→ **Provided records**
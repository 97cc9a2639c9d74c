// SPDX-License-Identifier: Apache-2.0 OR MIT
// Copyright (c) 2025-2026 naskel.com

//! Client facade.
//!
//! [`XmlBlasterAccess`] is what applications use: it owns one
//! [`ConnectionsHandler`] and, when updates are wanted, one
//! [`CallbackServer`]. Requests go through the handler and inherit its
//! retry and fail-over behaviour; updates come in through the callback
//! server and are routed to the subscription's handler, or to the default
//! handler passed at `connect()`.

use crate::dispatch::{ConnectionProblemsListener, ConnectionState, ConnectionsHandler};
use crate::protocol::{CallbackServer, MethodName, UpdateHandler};
use crate::qos::{ConnectQos, ConnectReturnQos, MessageUnit, SubscribeReturnQos, UpdateQos, STATUS_OK};
use crate::runtime::ClientRuntime;
use crate::{ClientProperties, Error, Result};
use dashmap::DashMap;
use parking_lot::{Mutex, RwLock};
use std::sync::{Arc, Weak};

// ============================================================================
// Update routing
// ============================================================================

/// Routes incoming updates to per-subscription handlers.
#[derive(Default)]
struct UpdateDispatcher {
    default_handler: RwLock<Option<Arc<dyn UpdateHandler>>>,
    subscriptions: DashMap<String, Arc<dyn UpdateHandler>>,
}

impl UpdateHandler for UpdateDispatcher {
    fn update(&self, session_id: &str, key: &str, content: &[u8], qos: &UpdateQos) -> Result<String> {
        let by_subscription = qos
            .subscription_id
            .as_ref()
            .and_then(|id| self.subscriptions.get(id).map(|h| h.value().clone()));
        let handler = by_subscription.or_else(|| self.default_handler.read().clone());
        match handler {
            Some(h) => h.update(session_id, key, content, qos),
            None => {
                log::error!(
                    "[access] update for {} (subscription {:?}) has no handler, dropped",
                    key,
                    qos.subscription_id
                );
                Ok(STATUS_OK.to_string())
            }
        }
    }
}

/// Subscription id in an unsubscribe reply such as `<qos><subscribe id='__subId:3'/></qos>`.
fn subscription_id_of(qos: &str) -> Option<String> {
    let doc = roxmltree::Document::parse(qos).ok()?;
    doc.descendants()
        .find(|n| n.has_tag_name("subscribe"))
        .and_then(|n| n.attribute("id"))
        .filter(|id| !id.is_empty())
        .map(str::to_string)
}

// ============================================================================
// Facade
// ============================================================================

/// Fail-safe client connection. See the module docs.
///
/// ```ignore
/// let (runtime, _broker) = ClientRuntime::local(ClientProperties::new())?;
/// let access = XmlBlasterAccess::new(runtime, "demo");
/// access.connect(ConnectQos::new("joe"), None)?;
/// access.publish(&MessageUnit::new("<key oid='hello'/>", "world", ""))?;
/// access.disconnect("<qos/>")?;
/// ```
pub struct XmlBlasterAccess {
    name: String,
    runtime: ClientRuntime,
    handler: RwLock<Option<Arc<ConnectionsHandler>>>,
    callback: Mutex<Option<Box<dyn CallbackServer>>>,
    dispatcher: Arc<UpdateDispatcher>,
    listener: Mutex<Option<Weak<dyn ConnectionProblemsListener>>>,
}

impl XmlBlasterAccess {
    /// Create an unconnected client. `name` is used in log messages.
    pub fn new(runtime: ClientRuntime, name: impl Into<String>) -> Self {
        Self {
            name: name.into(),
            runtime,
            handler: RwLock::new(None),
            callback: Mutex::new(None),
            dispatcher: Arc::new(UpdateDispatcher::default()),
            listener: Mutex::new(None),
        }
    }

    pub fn name(&self) -> &str {
        &self.name
    }

    pub fn runtime(&self) -> &ClientRuntime {
        &self.runtime
    }

    /// Handler for the current connection, if `connect()` was called.
    pub fn connections_handler(&self) -> Option<Arc<ConnectionsHandler>> {
        self.handler.read().clone()
    }

    fn require_handler(&self, method: MethodName) -> Result<Arc<ConnectionsHandler>> {
        self.connections_handler()
            .ok_or(Error::NoConnection { method })
    }

    /// Register the fail-over listener. Only a weak reference is kept.
    /// May be called before or after `connect()`.
    pub fn init_failsafe<L>(&self, listener: &Arc<L>)
    where
        L: ConnectionProblemsListener + 'static,
    {
        let listener: Arc<dyn ConnectionProblemsListener> = listener.clone();
        let weak = Arc::downgrade(&listener);
        if let Some(handler) = self.connections_handler() {
            handler.set_listener(weak.clone());
        }
        *self.listener.lock() = Some(weak);
    }

    // ========================================================================
    // Lifecycle
    // ========================================================================

    /// Log in. With an `update_handler` a callback server is started first
    /// and its address is sent along, so the server can push messages.
    pub fn connect(
        &self,
        qos: ConnectQos,
        update_handler: Option<Arc<dyn UpdateHandler>>,
    ) -> Result<ConnectReturnQos> {
        let handler = {
            let mut slot = self.handler.write();
            slot.get_or_insert_with(|| {
                Arc::new(self.runtime.connections_handler(format!("connections-handler:{}", self.name)))
            })
            .clone()
        };

        let mut qos = qos;
        if let Some(update_handler) = update_handler {
            *self.dispatcher.default_handler.write() = Some(update_handler);
            let mut callback = self.callback.lock();
            if callback.is_none() {
                let address = qos.address();
                let mut server = self
                    .runtime
                    .registry()
                    .create_callback_server(address.protocol(), address.version())?;
                let dispatcher: Arc<dyn UpdateHandler> = self.dispatcher.clone();
                server.initialize(qos.session().login_name(), dispatcher)?;
                log::info!(
                    "[access] {} callback server listening on '{}'",
                    server.protocol(),
                    server.callback_address()
                );
                *callback = Some(server);
            }
            if let Some(server) = callback.as_ref() {
                qos = qos.with_callback_address(server.callback_address());
            }
        }

        if let Some(listener) = self.listener.lock().clone() {
            handler.set_listener(listener);
        }

        let ret = handler.connect(qos)?;
        log::info!("[access] {} connected as '{}'", self.name, ret.session_name);
        Ok(ret)
    }

    /// Log out, stop the callback server and forget subscriptions.
    /// Returns `Ok(false)` if the connection was already dead.
    pub fn disconnect(&self, qos: &str) -> Result<bool> {
        let handler = self.require_handler(MethodName::Disconnect)?;
        let result = handler.disconnect(qos);
        self.shutdown_callback();
        self.dispatcher.subscriptions.clear();
        result
    }

    /// Drop the connection without logging out. The server keeps the
    /// session until it expires.
    pub fn leave_server(&self) {
        log::info!("[access] {} leaving server without disconnect", self.name);
        self.shutdown_callback();
        if let Some(handler) = self.connections_handler() {
            handler.shutdown();
        }
    }

    fn shutdown_callback(&self) {
        if let Some(mut server) = self.callback.lock().take() {
            if let Err(e) = server.shutdown() {
                log::warn!("[access] callback server shutdown failed: {}", e);
            }
        }
    }

    // ========================================================================
    // Requests
    // ========================================================================

    pub fn subscribe(&self, key: &str, qos: &str) -> Result<SubscribeReturnQos> {
        self.require_handler(MethodName::Subscribe)?.subscribe(key, qos)
    }

    /// Subscribe and route this subscription's updates to `handler`
    /// instead of the default one.
    pub fn subscribe_with(
        &self,
        key: &str,
        qos: &str,
        handler: Arc<dyn UpdateHandler>,
    ) -> Result<SubscribeReturnQos> {
        let ret = self.subscribe(key, qos)?;
        log::debug!("[access] handler registered for {}", ret.subscription_id);
        self.dispatcher
            .subscriptions
            .insert(ret.subscription_id.clone(), handler);
        Ok(ret)
    }

    pub fn unsubscribe(&self, key: &str, qos: &str) -> Result<Vec<String>> {
        let ret = self.require_handler(MethodName::UnSubscribe)?.unsubscribe(key, qos)?;
        for id in ret.iter().filter_map(|q| subscription_id_of(q)) {
            self.dispatcher.subscriptions.remove(&id);
        }
        Ok(ret)
    }

    pub fn get(&self, key: &str, qos: &str) -> Result<Vec<MessageUnit>> {
        self.require_handler(MethodName::Get)?.get(key, qos)
    }

    pub fn publish(&self, msg: &MessageUnit) -> Result<String> {
        self.require_handler(MethodName::Publish)?.publish(msg)
    }

    pub fn publish_oneway(&self, msgs: &[MessageUnit]) -> Result<()> {
        self.require_handler(MethodName::PublishOneway)?.publish_oneway(msgs)
    }

    pub fn publish_arr(&self, msgs: &[MessageUnit]) -> Result<Vec<String>> {
        self.require_handler(MethodName::PublishArr)?.publish_arr(msgs)
    }

    pub fn erase(&self, key: &str, qos: &str) -> Result<Vec<String>> {
        self.require_handler(MethodName::Erase)?.erase(key, qos)
    }

    pub fn ping(&self, qos: &str) -> Result<String> {
        self.require_handler(MethodName::Ping)?.ping(qos)
    }

    // ========================================================================
    // Status
    // ========================================================================

    pub fn state(&self) -> ConnectionState {
        self.connections_handler()
            .map_or(ConnectionState::Start, |h| h.state())
    }

    pub fn is_connected(&self) -> bool {
        self.connections_handler().is_some_and(|h| h.is_connected())
    }

    pub fn is_alive(&self) -> bool {
        self.connections_handler().is_some_and(|h| h.is_alive())
    }

    pub fn is_polling(&self) -> bool {
        self.connections_handler().is_some_and(|h| h.is_polling())
    }

    pub fn is_dead(&self) -> bool {
        self.connections_handler().map_or(true, |h| h.is_dead())
    }

    /// Handler state, or `DEAD` before the first `connect()`.
    pub fn status_string(&self) -> &'static str {
        self.connections_handler()
            .map_or(ConnectionState::Dead.as_str(), |h| h.status_string())
    }

    /// Login name of the last `connect()`.
    pub fn login_name(&self) -> Option<String> {
        self.connections_handler()?
            .connect_qos()
            .map(|q| q.session().login_name().to_string())
    }

    /// Absolute session name assigned by the server.
    pub fn session_name(&self) -> Option<String> {
        self.connections_handler()?
            .connect_return_qos()
            .map(|r| r.session_name)
    }

    /// Help text for the client properties.
    pub fn usage() -> String {
        let mut text = String::from("\nXmlBlasterAccess client\n");
        text.push_str(&ClientProperties::usage());
        text
    }
}

impl Drop for XmlBlasterAccess {
    fn drop(&mut self) {
        self.shutdown_callback();
        if let Some(handler) = self.handler.write().take() {
            handler.shutdown();
        }
    }
}

impl std::fmt::Debug for XmlBlasterAccess {
    fn fmt(&self, f: &mut std::fmt::Formatter<'_>) -> std::fmt::Result {
        f.debug_struct("XmlBlasterAccess")
            .field("name", &self.name)
            .field("status", &self.status_string())
            .field("subscriptions", &self.dispatcher.subscriptions.len())
            .finish()
    }
}

#[cfg(test)]
mod tests {
    use super::*;

    #[test]
    fn test_subscription_id_of() {
        assert_eq!(
            subscription_id_of("<qos><subscribe id='__subId:3'/></qos>").as_deref(),
            Some("__subId:3")
        );
        assert_eq!(
            subscription_id_of("<qos><subscribe id=\"__subId:4\"/></qos>").as_deref(),
            Some("__subId:4")
        );
        assert_eq!(
            subscription_id_of("<qos><subscribe xid='other' id='__subId:7'/></qos>").as_deref(),
            Some("__subId:7")
        );
        assert_eq!(
            subscription_id_of("<qos><state id='OK'/><subscribe id='__subId:8'/></qos>").as_deref(),
            Some("__subId:8")
        );
        assert_eq!(subscription_id_of("<qos><subscribe xid='x'/></qos>"), None);
        assert_eq!(subscription_id_of("<qos/>"), None);
        assert_eq!(subscription_id_of("<qos><subscribe id='broken'"), None);
    }

    #[test]
    fn test_dispatcher_without_handler_acks() {
        let dispatcher = UpdateDispatcher::default();
        let status = dispatcher
            .update("s", "<key oid='a'/>", b"", &UpdateQos::default())
            .unwrap();
        assert_eq!(status, STATUS_OK);
    }

    #[cfg(feature = "local")]
    #[test]
    fn test_status_before_connect() {
        let (runtime, _broker) = ClientRuntime::local(ClientProperties::new()).unwrap();
        let access = XmlBlasterAccess::new(runtime, "idle");
        assert_eq!(access.status_string(), "DEAD");
        assert!(access.is_dead());
        assert!(!access.is_connected());
        assert!(access.login_name().is_none());
        assert!(matches!(
            access.publish(&MessageUnit::default()).unwrap_err(),
            Error::NoConnection { method: MethodName::Publish }
        ));
        assert!(XmlBlasterAccess::usage().contains("pingInterval"));
    }
}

→ **Your task**
The reply should consist solely of the lines of the data, exact, from the opening line through the line with "use crate::runtime::ClientRuntime;", inclusive.

→ **Response below**
repository 97cc9a2639c9d74c
// SPDX-License-Identifier: Apache-2.0 OR MIT
// Copyright (c) 2025-2026 naskel.com

//! Client facade.
//!
//! [`XmlBlasterAccess`] is what applications use: it owns one
//! [`ConnectionsHandler`] and, when updates are wanted, one
//! [`CallbackServer`]. Requests go through the handler and inherit its
//! retry and fail-over behaviour; updates come in through the callback
//! server and are routed to the subscription's handler, or to the default
//! handler passed at `connect()`.

use crate::dispatch::{ConnectionProblemsListener, ConnectionState, ConnectionsHandler};
use crate::protocol::{CallbackServer, MethodName, UpdateHandler};
use crate::qos::{ConnectQos, ConnectReturnQos, MessageUnit, SubscribeReturnQos, UpdateQos, STATUS_OK};
use crate::runtime::ClientRuntime;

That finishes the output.